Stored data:

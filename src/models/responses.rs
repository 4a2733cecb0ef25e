//! Response DTOs for the cache API
//!
//! Defines the structure of outgoing HTTP response bodies.

use serde::Serialize;
use serde_json::Value;

use crate::cache::{CacheStats, EntryInfo, Persistence};

/// Response body for a cache read (GET /cache?key=...)
#[derive(Debug, Clone, Serialize)]
pub struct GetResponse {
    /// The requested key
    pub key: String,
    /// The cached payload
    pub data: Value,
}

impl GetResponse {
    /// Creates a new GetResponse
    pub fn new(key: impl Into<String>, data: Value) -> Self {
        Self {
            key: key.into(),
            data,
        }
    }
}

/// Response body for a cache write (PUT /cache)
#[derive(Debug, Clone, Serialize)]
pub struct SetResponse {
    /// Success message
    pub message: String,
    /// The key that was set
    pub key: String,
    /// Whether the write reached durable storage or lives in memory only
    pub persistence: Persistence,
}

impl SetResponse {
    /// Creates a new SetResponse
    pub fn new(key: impl Into<String>, persistence: Persistence) -> Self {
        let key = key.into();
        Self {
            message: format!("Key '{}' cached", key),
            key,
            persistence,
        }
    }
}

/// Response body for a cache delete (DELETE /cache?key=...)
#[derive(Debug, Clone, Serialize)]
pub struct DeleteResponse {
    /// Success message
    pub message: String,
    /// The key that was deleted
    pub key: String,
}

impl DeleteResponse {
    /// Creates a new DeleteResponse
    pub fn new(key: impl Into<String>) -> Self {
        let key = key.into();
        Self {
            message: format!("Key '{}' deleted successfully", key),
            key,
        }
    }
}

/// Response body for clearing the cache (DELETE /keys)
#[derive(Debug, Clone, Serialize)]
pub struct ClearResponse {
    /// Number of entries dropped
    pub removed: usize,
    pub persistence: Persistence,
}

/// Response body for the key listing (GET /keys)
#[derive(Debug, Clone, Serialize)]
pub struct KeysResponse {
    pub count: usize,
    pub entries: Vec<EntryInfo>,
}

impl KeysResponse {
    pub fn new(entries: Vec<EntryInfo>) -> Self {
        Self {
            count: entries.len(),
            entries,
        }
    }
}

/// Response body for the stats endpoint (GET /stats)
#[derive(Debug, Clone, Serialize)]
pub struct StatsResponse {
    /// Number of reads served from the cache
    pub hits: u64,
    /// Number of reads that found nothing fresh
    pub misses: u64,
    /// Number of entries removed as stale
    pub expirations: u64,
    /// Number of durable writes that failed
    pub persist_failures: u64,
    /// Current number of entries in cache
    pub total_entries: usize,
    /// Hit rate (hits / (hits + misses))
    pub hit_rate: f64,
    /// Configured time-to-live in milliseconds
    pub ttl_ms: u64,
}

impl StatsResponse {
    /// Creates a new StatsResponse from cache statistics
    pub fn new(stats: &CacheStats, ttl_ms: u64) -> Self {
        Self {
            hits: stats.hits,
            misses: stats.misses,
            expirations: stats.expirations,
            persist_failures: stats.persist_failures,
            total_entries: stats.total_entries,
            hit_rate: stats.hit_rate(),
            ttl_ms,
        }
    }
}

/// Response body for the health endpoint (GET /health)
#[derive(Debug, Clone, Serialize)]
pub struct HealthResponse {
    /// Health status (e.g., "healthy")
    pub status: String,
    /// Current timestamp in ISO 8601 format
    pub timestamp: String,
}

impl HealthResponse {
    /// Creates a new HealthResponse with current timestamp
    pub fn healthy() -> Self {
        Self {
            status: "healthy".to_string(),
            timestamp: chrono::Utc::now().to_rfc3339(),
        }
    }
}

/// Error response body for all error conditions
#[derive(Debug, Clone, Serialize)]
pub struct ErrorResponse {
    /// Error message describing what went wrong
    pub error: String,
}

impl ErrorResponse {
    /// Creates a new ErrorResponse
    pub fn new(error: impl Into<String>) -> Self {
        Self {
            error: error.into(),
        }
    }
}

> How to complete this task:
What is needed is every line of the records that contains the word "cached".

> Problem solution:
    /// The cached payload
            message: format!("Key '{}' cached", key),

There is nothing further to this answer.